Ia menyarankan agar warga segera mengecek data administrasi, untuk melihat apakah semua informasi yang dimasukkan telah sinkron satu dengan yang lainnya. “Kalau pun juga datanya benar, memang bisa saja belum rezeki juga. Ini Kan yang menentukan bukan kita, semuanya dari pusat,” ucapnya.
Ketua Kelompk Perempuan Pesisir Mutmainnya menyampaikan, sejumlah permasalahan ditemukan terkait penyaluran bantuan sosial ke masyarakat miskin. Selama ini, banyak dari perempuan yang juga kepala keluarga tidak tersentuh bantuan bertahun-tahun lamanya. Mutmainnya aktif mengorganisir perempuan pekerja informal, pemulung, dan ibu rumah tangga di pesisir Kendari. Sebagian dari mereka adalah kepala keluarga, juga warga lanjut usia.
Berdasarkan penelusuran awal, sedikitnya ada 20 keluarga dari organisasi yang terkendala dalam menerima bantuan. “Sejauh ini, ada enam orang pemulung yang tidak mendapatkan bantuan, atau telah masuk dalam daftar tapi tidak bisa mencairkan,” katanya.

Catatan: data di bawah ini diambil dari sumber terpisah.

//! Static storefront content: blog articles and contact-form options.

use shared::BlogPost;

/// Reasons offered by the contact form.
pub const CONTACT_REASONS: [&str; 4] = [
    "Commande",
    "Programme nutritionnel",
    "Partenariat",
    "Autre",
];

/// Blog articles shipped with the frontend.
pub fn blog_posts() -> Vec<BlogPost> {
    vec![
        BlogPost {
            id: "bp1".to_string(),
            title: "Pourquoi remplacer le sucre raffiné par les dattes ?".to_string(),
            excerpt: "Le sucre des dattes arrive avec ses fibres, ses minéraux et un index glycémique bien plus doux.".to_string(),
            content: "Le sucre raffiné fournit des calories vides et provoque des pics de glycémie. \
                      Les dattes Medjool, elles, apportent la même douceur accompagnée de fibres, de \
                      potassium et de magnésium. Dans nos energy balls et nos muffins, elles remplacent \
                      intégralement le sucre blanc : l'énergie est diffusée plus lentement et la satiété \
                      dure plus longtemps."
                .to_string(),
            date: "2025-03-12".to_string(),
            image: "https://images.unsplash.com/photo-1587049352846-4a222e784d38?auto=format&fit=crop&q=80&w=800".to_string(),
            author: "Équipe HealthyBite".to_string(),
        },
        BlogPost {
            id: "bp2".to_string(),
            title: "Bien choisir sa collation avant le sport".to_string(),
            excerpt: "Ce que vous mangez 45 minutes avant l'effort change la qualité de votre séance.".to_string(),
            content: "Une bonne collation pré-entraînement combine des glucides à diffusion lente et \
                      une petite dose de protéines. Une barre de granola au miel ou deux energy balls \
                      aux amandes, 45 minutes avant la séance, suffisent. Évitez les graisses lourdes \
                      juste avant l'effort : elles ralentissent la digestion.".to_string(),
            date: "2025-02-03".to_string(),
            image: "https://images.unsplash.com/photo-1571019613454-1cb2f99b2d8b?auto=format&fit=crop&q=80&w=800".to_string(),
            author: "Équipe HealthyBite".to_string(),
        },
        BlogPost {
            id: "bp3".to_string(),
            title: "Une semaine de petits-déjeuners sains et marocains".to_string(),
            excerpt: "Amlou, flocons d'avoine et miel de l'Atlas : sept idées pour démarrer la journée.".to_string(),
            content: "Le petit-déjeuner marocain traditionnel regorge d'options saines quand on choisit \
                      bien : amlou sur pain complet, msemen à la farine d'orge, fruits de saison et \
                      fruits secs. Nous avons composé sept matins types qui couvrent les besoins en \
                      fibres et en protéines sans sucre ajouté.".to_string(),
            date: "2025-01-20".to_string(),
            image: "https://images.unsplash.com/photo-1533089860892-a7c6f0a88666?auto=format&fit=crop&q=80&w=800".to_string(),
            author: "Équipe HealthyBite".to_string(),
        },
    ]
}
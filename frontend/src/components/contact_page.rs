use shared::ContactRequest;
use wasm_bindgen_futures::spawn_local;
use web_sys::{HtmlInputElement, HtmlSelectElement, HtmlTextAreaElement};
use yew::prelude::*;

use crate::content::CONTACT_REASONS;
use crate::services::api::ApiClient;

#[function_component(ContactPage)]
pub fn contact_page() -> Html {
    let api_client = use_state(ApiClient::new);
    let name = use_state(String::new);
    let email = use_state(String::new);
    let phone = use_state(String::new);
    let reason = use_state(|| CONTACT_REASONS[0].to_string());
    let message = use_state(String::new);
    let submitting = use_state(|| false);
    let form_error = use_state(|| None::<String>);
    let form_success = use_state(|| false);

    let submit = {
        let api_client = api_client.clone();
        let name = name.clone();
        let email = email.clone();
        let phone = phone.clone();
        let reason = reason.clone();
        let message = message.clone();
        let submitting = submitting.clone();
        let form_error = form_error.clone();
        let form_success = form_success.clone();

        Callback::from(move |e: SubmitEvent| {
            e.prevent_default();
            let api_client = api_client.clone();
            let name = name.clone();
            let email = email.clone();
            let phone = phone.clone();
            let reason = reason.clone();
            let message = message.clone();
            let submitting = submitting.clone();
            let form_error = form_error.clone();
            let form_success = form_success.clone();

            spawn_local(async move {
                form_error.set(None);
                form_success.set(false);
                submitting.set(true);

                let request = ContactRequest {
                    name: (*name).clone(),
                    email: (*email).clone(),
                    phone: if phone.is_empty() { None } else { Some((*phone).clone()) },
                    reason: (*reason).clone(),
                    message: (*message).clone(),
                };

                match api_client.submit_contact(&request).await {
                    Ok(_response) => {
                        name.set(String::new());
                        email.set(String::new());
                        phone.set(String::new());
                        message.set(String::new());
                        form_success.set(true);

                        let form_success_clear = form_success.clone();
                        spawn_local(async move {
                            gloo::timers::future::TimeoutFuture::new(3000).await;
                            form_success_clear.set(false);
                        });
                    }
                    Err(error_message) => {
                        form_error.set(Some(error_message));
                    }
                }

                submitting.set(false);
            });
        })
    };

    let on_input = |state: UseStateHandle<String>| {
        Callback::from(move |e: Event| {
            let input: HtmlInputElement = e.target_unchecked_into();
            state.set(input.value());
        })
    };

    let on_reason_change = {
        let reason = reason.clone();
        Callback::from(move |e: Event| {
            let select: HtmlSelectElement = e.target_unchecked_into();
            reason.set(select.value());
        })
    };

    let on_message_change = {
        let message = message.clone();
        Callback::from(move |e: Event| {
            let area: HtmlTextAreaElement = e.target_unchecked_into();
            message.set(area.value());
        })
    };

    html! {
        <section class="contact-page">
            <h1>{"Contactez-nous"}</h1>
            <p class="muted">{"Une question sur une commande ou un programme ? Écrivez-nous."}</p>

            {if let Some(error) = (*form_error).as_ref() {
                html! { <div class="form-message error">{error}</div> }
            } else { html! {} }}

            {if *form_success {
                html! {
                    <div class="form-message success">
                        {"Message envoyé. Nous vous répondrons rapidement."}
                    </div>
                }
            } else { html! {} }}

            <form class="contact-form" onsubmit={submit}>
                <div class="form-row">
                    <div class="form-group">
                        <label for="contact-name">{"Nom *"}</label>
                        <input
                            id="contact-name"
                            type="text"
                            value={(*name).clone()}
                            onchange={on_input(name.clone())}
                            disabled={*submitting}
                            required={true}
                        />
                    </div>
                    <div class="form-group">
                        <label for="contact-email">{"Email *"}</label>
                        <input
                            id="contact-email"
                            type="email"
                            value={(*email).clone()}
                            onchange={on_input(email.clone())}
                            disabled={*submitting}
                            required={true}
                        />
                    </div>
                </div>

                <div class="form-row">
                    <div class="form-group">
                        <label for="contact-phone">{"Téléphone"}</label>
                        <input
                            id="contact-phone"
                            type="tel"
                            value={(*phone).clone()}
                            onchange={on_input(phone.clone())}
                            disabled={*submitting}
                        />
                    </div>
                    <div class="form-group">
                        <label for="contact-reason">{"Motif *"}</label>
                        <select id="contact-reason" onchange={on_reason_change} disabled={*submitting}>
                            {for CONTACT_REASONS.iter().map(|r| html! {
                                <option value={*r} selected={*reason == *r}>{*r}</option>
                            })}
                        </select>
                    </div>
                </div>

                <div class="form-group">
                    <label for="contact-message">{"Message *"}</label>
                    <textarea
                        id="contact-message"
                        rows="5"
                        value={(*message).clone()}
                        onchange={on_message_change}
                        disabled={*submitting}
                        required={true}
                    />
                </div>

                <button type="submit" class="btn btn-primary" disabled={*submitting}>
                    {if *submitting { "Envoi en cours..." } else { "Envoyer" }}
                </button>
            </form>
        </section>
    }
}
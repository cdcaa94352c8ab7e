use anyhow::Result;
use async_trait::async_trait;
use shared::{Ingredient, NutritionFacts, Product};
use sqlx::{sqlite::SqliteRow, Row};

use crate::storage::{db::DbConnection, traits::ProductStorage};

/// SQLite-backed product repository. Ingredient lists are persisted as a
/// JSON text column.
#[derive(Clone)]
pub struct ProductRepository {
    db: DbConnection,
}

impl ProductRepository {
    pub fn new(db: DbConnection) -> Self {
        Self { db }
    }

    fn row_to_product(row: &SqliteRow) -> Result<Product> {
        let ingredients_json: String = row.get("ingredients");
        let ingredients: Vec<Ingredient> = serde_json::from_str(&ingredients_json)?;

        Ok(Product {
            id: row.get("id"),
            slug: row.get("slug"),
            name: row.get("name"),
            category: row.get("category"),
            sub_category: row.get("sub_category"),
            price: row.get::<i64, _>("price") as u32,
            description: row.get("description"),
            full_description: row.get("full_description"),
            image: row.get("image"),
            nutrition: NutritionFacts {
                calories: row.get::<i64, _>("cal") as u32,
                protein: row.get("protein"),
                fiber: row.get("fiber"),
                carbs: row.get("carbs"),
                fats: row.get("fats"),
            },
            ingredients,
            created_at: row.get("created_at"),
        })
    }
}

#[async_trait]
impl ProductStorage for ProductRepository {
    async fn store_product(&self, product: &Product) -> Result<()> {
        let ingredients = serde_json::to_string(&product.ingredients)?;
        sqlx::query(
            r#"
            INSERT INTO products
                (id, slug, name, category, sub_category, price, description,
                 full_description, image, cal, protein, fiber, carbs, fats,
                 ingredients, created_at)
            VALUES (?, ?, ?, ?, ?, ?, ?, ?, ?, ?, ?, ?, ?, ?, ?, ?)
            "#,
        )
        .bind(&product.id)
        .bind(&product.slug)
        .bind(&product.name)
        .bind(&product.category)
        .bind(&product.sub_category)
        .bind(product.price as i64)
        .bind(&product.description)
        .bind(&product.full_description)
        .bind(&product.image)
        .bind(product.nutrition.calories as i64)
        .bind(&product.nutrition.protein)
        .bind(&product.nutrition.fiber)
        .bind(&product.nutrition.carbs)
        .bind(&product.nutrition.fats)
        .bind(&ingredients)
        .bind(&product.created_at)
        .execute(self.db.pool())
        .await?;
        Ok(())
    }

    async fn get_product(&self, product_id: &str) -> Result<Option<Product>> {
        let row = sqlx::query("SELECT * FROM products WHERE id = ?")
            .bind(product_id)
            .fetch_optional(self.db.pool())
            .await?;

        match row {
            Some(r) => Ok(Some(Self::row_to_product(&r)?)),
            None => Ok(None),
        }
    }

    async fn get_product_by_slug(&self, slug: &str) -> Result<Option<Product>> {
        let row = sqlx::query("SELECT * FROM products WHERE slug = ?")
            .bind(slug)
            .fetch_optional(self.db.pool())
            .await?;

        match row {
            Some(r) => Ok(Some(Self::row_to_product(&r)?)),
            None => Ok(None),
        }
    }

    async fn list_products(&self) -> Result<Vec<Product>> {
        let rows = sqlx::query("SELECT * FROM products ORDER BY created_at DESC")
            .fetch_all(self.db.pool())
            .await?;

        rows.iter().map(Self::row_to_product).collect()
    }

    async fn update_product(&self, product: &Product) -> Result<()> {
        let ingredients = serde_json::to_string(&product.ingredients)?;
        sqlx::query(
            r#"
            UPDATE products SET
                slug = ?, name = ?, category = ?, sub_category = ?, price = ?,
                description = ?, full_description = ?, image = ?, cal = ?,
                protein = ?, fiber = ?, carbs = ?, fats = ?, ingredients = ?
            WHERE id = ?
            "#,
        )
        .bind(&product.slug)
        .bind(&product.name)
        .bind(&product.category)
        .bind(&product.sub_category)
        .bind(product.price as i64)
        .bind(&product.description)
        .bind(&product.full_description)
        .bind(&product.image)
        .bind(product.nutrition.calories as i64)
        .bind(&product.nutrition.protein)
        .bind(&product.nutrition.fiber)
        .bind(&product.nutrition.carbs)
        .bind(&product.nutrition.fats)
        .bind(&ingredients)
        .bind(&product.id)
        .execute(self.db.pool())
        .await?;
        Ok(())
    }

    async fn delete_product(&self, product_id: &str) -> Result<bool> {
        let result = sqlx::query("DELETE FROM products WHERE id = ?")
            .bind(product_id)
            .execute(self.db.pool())
            .await?;
        Ok(result.rows_affected() > 0)
    }
}

#[cfg(test)]
mod tests {
    use super::*;

    fn sample_product(id: &str, created_at: &str) -> Product {
        Product {
            id: id.to_string(),
            slug: format!("{}-slug", id),
            name: "Almond Energy Balls".to_string(),
            category: "Healthy Snacks".to_string(),
            sub_category: "Energetic balls".to_string(),
            price: 45,
            description: "Pack of 6 energy balls.".to_string(),
            full_description: "Dates, almonds and cocoa.".to_string(),
            image: "https://example.com/balls.jpg".to_string(),
            nutrition: NutritionFacts {
                calories: 120,
                protein: "3g".to_string(),
                fiber: "2g".to_string(),
                carbs: "15g".to_string(),
                fats: "6g".to_string(),
            },
            ingredients: vec![Ingredient {
                name: "Dattes Medjool".to_string(),
                amount: "20g".to_string(),
                benefit: "Énergie rapide naturelle".to_string(),
            }],
            created_at: created_at.to_string(),
        }
    }

    async fn setup_test() -> ProductRepository {
        let db = DbConnection::init_test().await.expect("Failed to create test database");
        ProductRepository::new(db)
    }

    #[tokio::test]
    async fn test_store_and_get_product() {
        let repo = setup_test().await;
        let product = sample_product("p1", "2025-01-10T08:00:00Z");

        repo.store_product(&product).await.expect("Failed to store product");

        let fetched = repo.get_product("p1").await.expect("Failed to get product");
        assert_eq!(fetched, Some(product));
    }

    #[tokio::test]
    async fn test_get_product_by_slug() {
        let repo = setup_test().await;
        let product = sample_product("p1", "2025-01-10T08:00:00Z");
        repo.store_product(&product).await.unwrap();

        let fetched = repo.get_product_by_slug("p1-slug").await.unwrap();
        assert_eq!(fetched.map(|p| p.id), Some("p1".to_string()));

        let missing = repo.get_product_by_slug("nope").await.unwrap();
        assert!(missing.is_none());
    }

    #[tokio::test]
    async fn test_list_products_newest_first() {
        let repo = setup_test().await;
        repo.store_product(&sample_product("old", "2025-01-01T00:00:00Z")).await.unwrap();
        repo.store_product(&sample_product("new", "2025-02-01T00:00:00Z")).await.unwrap();

        let products = repo.list_products().await.unwrap();
        assert_eq!(products.len(), 2);
        assert_eq!(products[0].id, "new");
        assert_eq!(products[1].id, "old");
    }

    #[tokio::test]
    async fn test_update_product() {
        let repo = setup_test().await;
        let mut product = sample_product("p1", "2025-01-10T08:00:00Z");
        repo.store_product(&product).await.unwrap();

        product.price = 50;
        product.ingredients.push(Ingredient {
            name: "Cacao pur".to_string(),
            amount: "5g".to_string(),
            benefit: "Booster de sérotonine".to_string(),
        });
        repo.update_product(&product).await.unwrap();

        let fetched = repo.get_product("p1").await.unwrap().unwrap();
        assert_eq!(fetched.price, 50);
        assert_eq!(fetched.ingredients.len(), 2);
    }

    #[tokio::test]
    async fn test_delete_product() {
        let repo = setup_test().await;
        repo.store_product(&sample_product("p1", "2025-01-10T08:00:00Z")).await.unwrap();

        assert!(repo.delete_product("p1").await.unwrap());
        assert!(repo.get_product("p1").await.unwrap().is_none());
        // Deleting again reports not found
        assert!(!repo.delete_product("p1").await.unwrap());
    }
}
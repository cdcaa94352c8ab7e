//! Product catalog domain logic.

use shared::{slugify, Product, ProductPayload};
use thiserror::Error;
use uuid::Uuid;

use crate::domain::now_rfc3339;
use crate::storage::ProductStorage;

#[derive(Debug, Error)]
pub enum CatalogError {
    #[error("Champs obligatoires manquants.")]
    MissingFields,
    #[error("Le prix doit être supérieur à zéro.")]
    InvalidPrice,
    #[error("Produit introuvable.")]
    NotFound,
    #[error("Erreur de stockage: {0}")]
    Storage(#[from] anyhow::Error),
}

#[derive(Clone)]
pub struct CatalogService<S: ProductStorage> {
    storage: S,
}

impl<S: ProductStorage> CatalogService<S> {
    pub fn new(storage: S) -> Self {
        Self { storage }
    }

    pub async fn list_products(&self) -> Result<Vec<Product>, CatalogError> {
        Ok(self.storage.list_products().await?)
    }

    pub async fn get_product(&self, product_id: &str) -> Result<Product, CatalogError> {
        self.storage
            .get_product(product_id)
            .await?
            .ok_or(CatalogError::NotFound)
    }

    pub async fn get_product_by_slug(&self, slug: &str) -> Result<Product, CatalogError> {
        self.storage
            .get_product_by_slug(slug)
            .await?
            .ok_or(CatalogError::NotFound)
    }

    pub async fn create_product(&self, payload: ProductPayload) -> Result<Product, CatalogError> {
        Self::validate(&payload)?;

        let id = Uuid::new_v4().to_string();
        let created_at = now_rfc3339()?;
        let product = Self::build_product(id, created_at, payload);

        self.storage.store_product(&product).await?;
        Ok(product)
    }

    pub async fn update_product(
        &self,
        product_id: &str,
        payload: ProductPayload,
    ) -> Result<Product, CatalogError> {
        Self::validate(&payload)?;

        let existing = self
            .storage
            .get_product(product_id)
            .await?
            .ok_or(CatalogError::NotFound)?;

        let product = Self::build_product(existing.id, existing.created_at, payload);
        self.storage.update_product(&product).await?;
        Ok(product)
    }

    pub async fn delete_product(&self, product_id: &str) -> Result<(), CatalogError> {
        if self.storage.delete_product(product_id).await? {
            Ok(())
        } else {
            Err(CatalogError::NotFound)
        }
    }

    fn validate(payload: &ProductPayload) -> Result<(), CatalogError> {
        let required = [
            &payload.name,
            &payload.category,
            &payload.sub_category,
            &payload.description,
            &payload.image,
        ];
        if required.iter().any(|field| field.trim().is_empty()) {
            return Err(CatalogError::MissingFields);
        }
        if payload.price == 0 {
            return Err(CatalogError::InvalidPrice);
        }
        Ok(())
    }

    fn build_product(id: String, created_at: String, payload: ProductPayload) -> Product {
        let slug = payload
            .slug
            .filter(|s| !s.trim().is_empty())
            .unwrap_or_else(|| slugify(&payload.name));
        // Blank ingredient rows from the admin form are dropped
        let ingredients = payload
            .ingredients
            .into_iter()
            .filter(|ing| !ing.is_blank())
            .collect();

        Product {
            id,
            slug,
            name: payload.name,
            category: payload.category,
            sub_category: payload.sub_category,
            price: payload.price,
            description: payload.description,
            full_description: payload.full_description,
            image: payload.image,
            nutrition: payload.nutrition,
            ingredients,
            created_at,
        }
    }
}

#[cfg(test)]
mod tests {
    use super::*;
    use crate::storage::{DbConnection, ProductRepository};
    use shared::{Ingredient, NutritionFacts};

    async fn create_test_service() -> CatalogService<ProductRepository> {
        let db = DbConnection::init_test().await.expect("Failed to create test database");
        CatalogService::new(ProductRepository::new(db))
    }

    fn sample_payload() -> ProductPayload {
        ProductPayload {
            slug: None,
            name: "Oatmeal Choco Muffin".to_string(),
            category: "Healthy Snacks".to_string(),
            sub_category: "Muffin".to_string(),
            price: 25,
            description: "Sugar-free oatmeal muffins.".to_string(),
            full_description: String::new(),
            image: "https://example.com/muffin.jpg".to_string(),
            nutrition: NutritionFacts::default(),
            ingredients: vec![
                Ingredient {
                    name: "Flocons d'avoine".to_string(),
                    amount: "40g".to_string(),
                    benefit: "Riche en fibres".to_string(),
                },
                Ingredient::blank(),
            ],
        }
    }

    #[tokio::test]
    async fn test_create_product_fills_slug_id_and_timestamp() {
        let service = create_test_service().await;
        let product = service.create_product(sample_payload()).await.unwrap();

        assert_eq!(product.slug, "oatmeal-choco-muffin");
        assert!(!product.id.is_empty());
        assert!(!product.created_at.is_empty());
        // Blank ingredient rows are dropped
        assert_eq!(product.ingredients.len(), 1);

        let listed = service.list_products().await.unwrap();
        assert_eq!(listed, vec![product]);
    }

    #[tokio::test]
    async fn test_create_product_keeps_explicit_slug() {
        let service = create_test_service().await;
        let mut payload = sample_payload();
        payload.slug = Some("muffin-avoine".to_string());

        let product = service.create_product(payload).await.unwrap();
        assert_eq!(product.slug, "muffin-avoine");
        assert_eq!(
            service.get_product_by_slug("muffin-avoine").await.unwrap().id,
            product.id
        );
    }

    #[tokio::test]
    async fn test_create_product_rejects_missing_fields() {
        let service = create_test_service().await;
        let mut payload = sample_payload();
        payload.image = "  ".to_string();

        let err = service.create_product(payload).await.unwrap_err();
        assert!(matches!(err, CatalogError::MissingFields));
    }

    #[tokio::test]
    async fn test_create_product_rejects_zero_price() {
        let service = create_test_service().await;
        let mut payload = sample_payload();
        payload.price = 0;

        let err = service.create_product(payload).await.unwrap_err();
        assert!(matches!(err, CatalogError::InvalidPrice));
    }

    #[tokio::test]
    async fn test_update_product_preserves_id_and_timestamp() {
        let service = create_test_service().await;
        let created = service.create_product(sample_payload()).await.unwrap();

        let mut payload = sample_payload();
        payload.price = 30;
        let updated = service.update_product(&created.id, payload).await.unwrap();

        assert_eq!(updated.id, created.id);
        assert_eq!(updated.created_at, created.created_at);
        assert_eq!(updated.price, 30);
    }

    #[tokio::test]
    async fn test_update_missing_product_is_not_found() {
        let service = create_test_service().await;
        let err = service
            .update_product("nope", sample_payload())
            .await
            .unwrap_err();
        assert!(matches!(err, CatalogError::NotFound));
    }

    #[tokio::test]
    async fn test_delete_product() {
        let service = create_test_service().await;
        let created = service.create_product(sample_payload()).await.unwrap();

        service.delete_product(&created.id).await.unwrap();
        let err = service.get_product(&created.id).await.unwrap_err();
        assert!(matches!(err, CatalogError::NotFound));

        let err = service.delete_product(&created.id).await.unwrap_err();
        assert!(matches!(err, CatalogError::NotFound));
    }
}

Oleh karena itu, saat ini ia sedang mengumpulkan data dan permasalahan yang dihadapi para masyarakat kecil yang tidak kunjung menerima bantuan. Ia berharap pemerintah memberikan perhatian lebih kepada masyarakat miskin agar tidak semakin terbebani kebutuhan dasar, terlebih di masa pandemi Covid-19.